Dataset entries:
#####

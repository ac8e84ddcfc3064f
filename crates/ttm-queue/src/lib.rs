//! Job management for the TTM service.
//!
//! This crate provides:
//! - [`JobStore`], the authoritative in-memory job table
//! - [`JobQueue`], a bounded queue feeding the worker pool

pub mod error;
pub mod queue;
pub mod store;

pub use error::{QueueError, QueueResult};
pub use queue::{JobQueue, JobReceiver, QueueConfig};
pub use store::{JobCounts, JobStore};
//! Pipeline client error types.

use thiserror::Error;

/// Result type for pipeline operations.
pub type PipelineResult<T> = Result<T, PipelineError>;

/// Errors returned by the generation pipeline or its transport.
#[derive(Debug, Error)]
pub enum PipelineError {
    #[error("Pipeline unavailable: {0}")]
    ServiceUnavailable(String),

    #[error("Inference failed: {0}")]
    InferenceFailed(String),

    #[error("Invalid pipeline response: {0}")]
    InvalidResponse(String),

    #[error("Network error: {0}")]
    Network(#[from] reqwest::Error),

    #[error("JSON error: {0}")]
    Json(#[from] serde_json::Error),

    #[error("Image error: {0}")]
    Image(#[from] image::ImageError),

    #[error("IO error: {0}")]
    Io(#[from] std::io::Error),
}

impl PipelineError {
    pub fn unavailable(msg: impl Into<String>) -> Self {
        Self::ServiceUnavailable(msg.into())
    }

    pub fn inference_failed(msg: impl Into<String>) -> Self {
        Self::InferenceFailed(msg.into())
    }

    pub fn invalid_response(msg: impl Into<String>) -> Self {
        Self::InvalidResponse(msg.into())
    }

    /// Map a non-success HTTP status to an error.
    pub fn from_http_status(status: u16, message: impl Into<String>) -> Self {
        let message = message.into();
        match status {
            429 | 502 | 503 | 504 => Self::ServiceUnavailable(format!("HTTP {}: {}", status, message)),
            _ => Self::InferenceFailed(format!("HTTP {}: {}", status, message)),
        }
    }

    /// Check if the request may succeed when sent again.
    ///
    /// Only failures that happen before the pipeline starts working are
    /// retried; a read timeout mid-inference is not.
    pub fn is_retryable(&self) -> bool {
        match self {
            PipelineError::ServiceUnavailable(_) => true,
            PipelineError::Network(e) => e.is_connect(),
            _ => false,
        }
    }
}

#[cfg(test)]
mod tests {
    use super::*;

    #[test]
    fn test_from_http_status() {
        let err = PipelineError::from_http_status(503, "warming up");
        assert!(matches!(err, PipelineError::ServiceUnavailable(_)));
        assert!(err.is_retryable());

        let err = PipelineError::from_http_status(500, "CUDA out of memory");
        assert!(matches!(err, PipelineError::InferenceFailed(_)));
        assert!(!err.is_retryable());
        assert!(err.to_string().contains("CUDA out of memory"));

        let err = PipelineError::from_http_status(422, "bad params");
        assert!(!err.is_retryable());
    }
}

#####

What the exercise asks: Transcribe the entries exactly.

Response to the exercise:
repository ac8e84ddcfc3064f
filename crates/ttm-queue/src/lib.rs
//! Job management for the TTM service.
//!
//! This crate provides:
//! - [`JobStore`], the authoritative in-memory job table
//! - [`JobQueue`], a bounded queue feeding the worker pool

pub mod error;
pub mod queue;
pub mod store;

pub use error::{QueueError, QueueResult};
pub use queue::{JobQueue, JobReceiver, QueueConfig};
pub use store::{JobCounts, JobStore};
//! Pipeline client error types.

use thiserror::Error;

/// Result type for pipeline operations.
pub type PipelineResult<T> = Result<T, PipelineError>;

/// Errors returned by the generation pipeline or its transport.
#[derive(Debug, Error)]
pub enum PipelineError {
    #[error("Pipeline unavailable: {0}")]
    ServiceUnavailable(String),

    #[error("Inference failed: {0}")]
    InferenceFailed(String),

    #[error("Invalid pipeline response: {0}")]
    InvalidResponse(String),

    #[error("Network error: {0}")]
    Network(#[from] reqwest::Error),

    #[error("JSON error: {0}")]
    Json(#[from] serde_json::Error),

    #[error("Image error: {0}")]
    Image(#[from] image::ImageError),

    #[error("IO error: {0}")]
    Io(#[from] std::io::Error),
}

impl PipelineError {
    pub fn unavailable(msg: impl Into<String>) -> Self {
        Self::ServiceUnavailable(msg.into())
    }

    pub fn inference_failed(msg: impl Into<String>) -> Self {
        Self::InferenceFailed(msg.into())
    }

    pub fn invalid_response(msg: impl Into<String>) -> Self {
        Self::InvalidResponse(msg.into())
    }

    /// Map a non-success HTTP status to an error.
    pub fn from_http_status(status: u16, message: impl Into<String>) -> Self {
        let message = message.into();
        match status {
            429 | 502 | 503 | 504 => Self::ServiceUnavailable(format!("HTTP {}: {}", status, message)),
            _ => Self::InferenceFailed(format!("HTTP {}: {}", status, message)),
        }
    }

    /// Check if the request may succeed when sent again.
    ///
    /// Only failures that happen before the pipeline starts working are
    /// retried; a read timeout mid-inference is not.
    pub fn is_retryable(&self) -> bool {
        match self {
            PipelineError::ServiceUnavailable(_) => true,
            PipelineError::Network(e) => e.is_connect(),
            _ => false,
        }
    }
}

#[cfg(test)]
mod tests {
    use super::*;

    #[test]
    fn test_from_http_status() {
        let err = PipelineError::from_http_status(503, "warming up");
        assert!(matches!(err, PipelineError::ServiceUnavailable(_)));
        assert!(err.is_retryable());

        let err = PipelineError::from_http_status(500, "CUDA out of memory");
        assert!(matches!(err, PipelineError::InferenceFailed(_)));
        assert!(!err.is_retryable());
        assert!(err.to_string().contains("CUDA out of memory"));

        let err = PipelineError::from_http_status(422, "bad params");
        assert!(!err.is_retryable());
    }
}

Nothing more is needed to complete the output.